The recent rash of illiberal incidents that has erupted in Mumbai threatens to further tarnish this already beleaguered city. Once India’s pride, “urbs prima in Indis”, the city struggles today with a host of issues — from choked roads, growing slums and environmental pollution to a development plan that has excluded more than half of its historic sites. But despite this, the professionalism of the city, its “can do” spirit, its laissez faire mantra, its ability to take a cuff on the shoulder with resilience and a sense of humour has prevailed and usually won the day. It is this spirit that is under threat today from the attack on former sheriff of Mumbai Nana Chudasama’s office, the vitriol spewed at Shobhaa De’s innocuous remarks and the attacks on the Dr Bhau Daji Lad Museum for hosting a fashion show. Mumbai’s long-standing tradition of openness and tolerance is fast eroding.
I have known Chudasama for the longest time.
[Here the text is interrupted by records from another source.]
impl Execute {
    /// Creates an execute stage with the configured parallel unit counts.
    #[must_use]
    pub fn new(alu_units: usize, fpu_units: usize, load_store_units: usize, branch_units: usize) -> Self {
        Self {
            alu: LatencyUnit::new(alu_units),
            fpu: LatencyUnit::new(fpu_units),
            load_store: LatencyUnit::new(load_store_units),
            branch: LatencyUnit::new(branch_units),
        }
    }

    /// Advances execute by one cycle: completes in-flight work (writing
    /// back through the ROB and broadcasting on the CDB), then issues newly
    /// ready reservation-station entries into the slots that just freed.
    #[allow(clippy::too_many_arguments)]
    pub fn tick(
        &mut self,
        rs: &mut Rs,
        rob: &mut Rob,
        registers: &RegisterFile,
        data: &MemoryBank,
        in_flight: &mut HashMap<u64, Operation>,
        pending_status: &mut HashMap<u64, u32>,
        stats: &mut GlobalStats,
        cycle: u64,
    ) {
        self.complete_alu(rs, rob, registers, data, in_flight, pending_status, stats, cycle);
        self.complete_fpu(rs, rob, registers, data, in_flight, stats, cycle);
        self.complete_load_store(rs, rob, registers, data, in_flight, stats, cycle);
        self.complete_branch(rob, registers, data, in_flight, stats, cycle);

        let ready = rs.ready_ids();
        let latencies: HashMap<u64, u32> =
            in_flight.iter().filter_map(|(&id, op)| op.decoded.map(|d| (id, d.info.latency))).collect();
        issue_ready(rs, &mut self.alu, &latencies, Category::Arithmetic, &ready, cycle);
        issue_ready(rs, &mut self.fpu, &latencies, Category::FloatingPoint, &ready, cycle);
        issue_ready(rs, &mut self.load_store, &latencies, Category::LoadStore, &ready, cycle);
        issue_ready(rs, &mut self.branch, &latencies, Category::Control, &ready, cycle);
    }

    #[allow(clippy::too_many_arguments)]
    fn complete_alu(
        &mut self,
        rs: &mut Rs,
        rob: &mut Rob,
        registers: &RegisterFile,
        data: &MemoryBank,
        in_flight: &HashMap<u64, Operation>,
        pending_status: &mut HashMap<u64, u32>,
        stats: &mut GlobalStats,
        cycle: u64,
    ) {
        for (op_id, slot, issued_cycle, values) in self.alu.tick() {
            if let Some(instruction) = in_flight.get(&op_id).and_then(|op| op.decoded.as_ref()) {
                let (a, b, shamt) = arithmetic_operands(instruction, &values);
                let result = alu::execute(instruction.info.mnemonic, a, b, shamt);
                let dest = destination_register(rob, op_id);
                RobBus::new(rob, registers, data).store_register(op_id, dest, result.value, cycle);
                rs.broadcast(op_id, result.value);
                pending_status.insert(op_id, result.status);
                stats.record_stage_event(op_id, format!("{}{slot}", category_prefix(Category::Arithmetic)), issued_cycle, cycle);
            }
            self.alu.retire(op_id);
        }
    }

    fn complete_fpu(
        &mut self,
        rs: &mut Rs,
        rob: &mut Rob,
        registers: &RegisterFile,
        data: &MemoryBank,
        in_flight: &HashMap<u64, Operation>,
        stats: &mut GlobalStats,
        cycle: u64,
    ) {
        for (op_id, slot, issued_cycle, values) in self.fpu.tick() {
            if let Some(instruction) = in_flight.get(&op_id).and_then(|op| op.decoded.as_ref()) {
                let value = fpu::execute(instruction.info.mnemonic, values[0], values[1]);
                let dest = destination_register(rob, op_id);
                RobBus::new(rob, registers, data).store_register(op_id, dest, value, cycle);
                rs.broadcast(op_id, value);
                stats.record_stage_event(op_id, format!("{}{slot}", category_prefix(Category::FloatingPoint)), issued_cycle, cycle);
            }
            self.fpu.retire(op_id);
        }
    }

    #[allow(clippy::too_many_arguments)]
    fn complete_load_store(
        &mut self,
        rs: &mut Rs,
        rob: &mut Rob,
        registers: &RegisterFile,
        data: &MemoryBank,
        in_flight: &HashMap<u64, Operation>,
        stats: &mut GlobalStats,
        cycle: u64,
    ) {
        for (op_id, slot, issued_cycle, values) in self.load_store.tick() {
            if let Some(instruction) = in_flight.get(&op_id).and_then(|op| op.decoded.as_ref()) {
                let OperandForm::I { immediate, .. } = instruction.operands else {
                    unreachable!("load/store instructions are always I-type")
                };
                let mnemonic = instruction.info.mnemonic;
                stats.record_stage_event(op_id, format!("{}{slot}", category_prefix(Category::LoadStore)), issued_cycle, cycle);
                match mnemonic {
                    "lw" => {
                        let addr = lsu::effective_address(values[0], immediate);
                        let dest = destination_register(rob, op_id);
                        let mut bus = RobBus::new(rob, registers, data);
                        let value = bus.load_data(op_id, addr);
                        bus.store_register(op_id, dest, value, cycle);
                        rs.broadcast(op_id, value);
                    }
                    "sw" => {
                        let addr = lsu::effective_address(values[1], immediate);
                        RobBus::new(rob, registers, data).store_data(op_id, addr, values[0], cycle);
                    }
                    "lli" | "lui" => {
                        let dest = destination_register(rob, op_id);
                        let value = lsu::merge_immediate(mnemonic, values[0], immediate);
                        RobBus::new(rob, registers, data).store_register(op_id, dest, value, cycle);
                        rs.broadcast(op_id, value);
                    }
                    "sli" | "sui" => {
                        // Address is Rd's value directly (no offset); the
                        // merged-in value is this instruction's own
                        // immediate, the memory-side counterpart of lli/lui.
                        let addr = values[0];
                        let mut bus = RobBus::new(rob, registers, data);
                        let existing = bus.load_data(op_id, addr);
                        let merged = lsu::merge_store(mnemonic, existing, u32::from(immediate));
                        bus.store_data(op_id, addr, merged, cycle);
                    }
                    other => unreachable!("unrecognized load/store mnemonic: {other}"),
                }
            }
            self.load_store.retire(op_id);
        }
    }

    fn complete_branch(
        &mut self,
        rob: &mut Rob,
        registers: &RegisterFile,
        data: &MemoryBank,
        in_flight: &mut HashMap<u64, Operation>,
        stats: &mut GlobalStats,
        cycle: u64,
    ) {
        for (op_id, slot, issued_cycle, values) in self.branch.tick() {
            if let Some(instruction) = in_flight.get(&op_id).and_then(|op| op.decoded) {
                stats.record_stage_event(op_id, format!("{}{slot}", category_prefix(Category::Control)), issued_cycle, cycle);
                let mnemonic = instruction.info.mnemonic;
                let mut bus = RobBus::new(rob, registers, data);
                let taken = match instruction.operands {
                    OperandForm::I { immediate, .. } => {
                        let taken = branch::resolve(mnemonic, values[0], values[1]);
                        // The offset is relative to the instruction after
                        // the branch; commit's uniform +4 already supplies
                        // that "+4", so no pre-compensation is needed here
                        // (unlike `j`'s absolute target, which bypasses the
                        // running PC entirely and must cancel the +4 itself).
                        let offset = if taken { branch::taken_offset(immediate) } else { 0 };
                        bus.increment_pc(op_id, offset, cycle);
                        taken
                    }
                    OperandForm::J { address } => {
                        let target = branch::jump_target(address);
                        bus.set_pc(op_id, target.wrapping_sub(4), cycle);
                        true
                    }
                    OperandForm::R { .. } => unreachable!("control instructions are never R-type"),
                };
                if let Some(op) = in_flight.get_mut(&op_id) {
                    op.branch_taken = Some(taken);
                }
            }
            self.branch.retire(op_id);
        }
    }

    /// Discards every in-flight operation with id strictly greater than
    /// `keep_op_id` across all four pools, mirroring the ROB/RS/RAT flush
    /// behavior on recovery.
    pub fn flush_after(&mut self, keep_op_id: u64) {
        self.alu.flush_after(keep_op_id);
        self.fpu.flush_after(keep_op_id);
        self.load_store.flush_after(keep_op_id);
        self.branch.flush_after(keep_op_id);
    }

    /// Whether every functional-unit pool is empty.
    #[must_use]
    pub fn is_idle(&self) -> bool {
        self.alu.occupied() == 0 && self.fpu.occupied() == 0 && self.load_store.occupied() == 0 && self.branch.occupied() == 0
    }
}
He represents the best of what defined Mumbai as intelligent, inclusive, decent and caring. He is known for his acerbic humour, and his political witticisms on a banner outside his office, like the Amul butter and Air India maharaja ads, were among the few welcome markers of public culture in the city. His dinner parties always had a sprinkling of the city’s patriarchs, editors, businessmen and NGO workers. He was president of the “I love Mumbai Society” and every year, he hosted a plant-a-tree campaign, among a host of other initiatives. His daughter is one of the well-known faces of the BJP in Mumbai. My first thought when I read about the attack was, “Dear God, if this can happen to him, are any of us safe in this city?”
It is instructive to look at Mumbai’s civic culture and its development to understand how fast this liberal cultural space is eroding and how important it is to arrest this if we are to fulfil the promise of a globally resurgent India — because Mumbai, in many ways, represents our modern and international face and no amount of Prime Minister Narendra Modi’s vigorous campaigning for “Make in India” or his promise to ensure that contracts will not be abrogated will attract investments if we continue down this path of violence, intimidation and intolerance.
Much of the city was built in the 19th and early 20th centuries by merchants who understood that, to prosper, they needed to live in peaceful co-existence. Early accounts of the city’s marketplaces describe colourful scenes of people of all hues and in a variety of native dresses mingling in easy familiarity. Of course, there were differences, but these were respected and understood, and often communities participated in each other’s festivities. A little known fact is that Mumbai’s patron diety, Mumbai Devi, takes on the dress and accoutrements of different communities — Gujarati, Tamil etc — on different festival days. Hindus visit dargahs and Muslims celebrate Lord Ganesha’s annual arrival in the city.
It is precisely this cosmopolitan spirit that has made Mumbai an international financial centre. The spirit of professionalism and tolerance gives it stability and an edge over other more parochial cities. But the politics of divisiveness and violence has already visited terrible retribution on the city. Mumbai has an active civic culture of debate and dissent that has enabled it to withstand poor governance and political ineptitude, but violence and intimidation are of a different order and they threaten to completely denude the already shrinking space for democratic processes. Educated young people in the city eschew political engagement precisely for this reason and one sees more and more that lumpen elements are capturing this space.
We ban books and movies on the flimsiest of reasons, storm art exhibitions and denounce anyone who does not share our point of view. We spread poison about those who are different from us. Is this what the new India is about? We pay empty lip service to the ideals that our freedom fighters fought for. And every political party and leader claims Gandhiji’s great mantle. But few understand the gravity of his conception of nonviolence. For him, violence was not just physical but had mental and intellectual dimensions as well. For Gandhiji, if you truly believed in nonviolence then you would not see the other through an alienating lens of hostility, contempt or hatred. You would try to bring them around to your point of view by example. Is there any leader today who comes close to this lofty view of coexistence.
Mumbai is the face of a globally contemporary India and we send a poor message to all those, both in India and in the international community, who wish to engage with us when we trivialise and abuse our time-honoured traditions. I have received messages of horror and disbelief, from across the world and India, about what is happening in Mumbai. The city has become the preserve of vested interests that are holding it to ransom. We need strong governance and respect for the law if we are not to completely lose the great city our forefathers bequeathed us. We need to encourage debate and allow for all shades of opinion if they are expressed in a constitutionally compatible manner. Mumbai has always provided India with its creative edge, whether it is Bollywood or business, and the city must continue to value creative expression in all forms — whether on a banner, in a tweet or in a fashion show — if it is to remain “urbs prima in Indis”.
The writer is vice chairman, Intach, and managing trustee and honorary director, Dr Bhau Daji Lad Museum, Mumbai.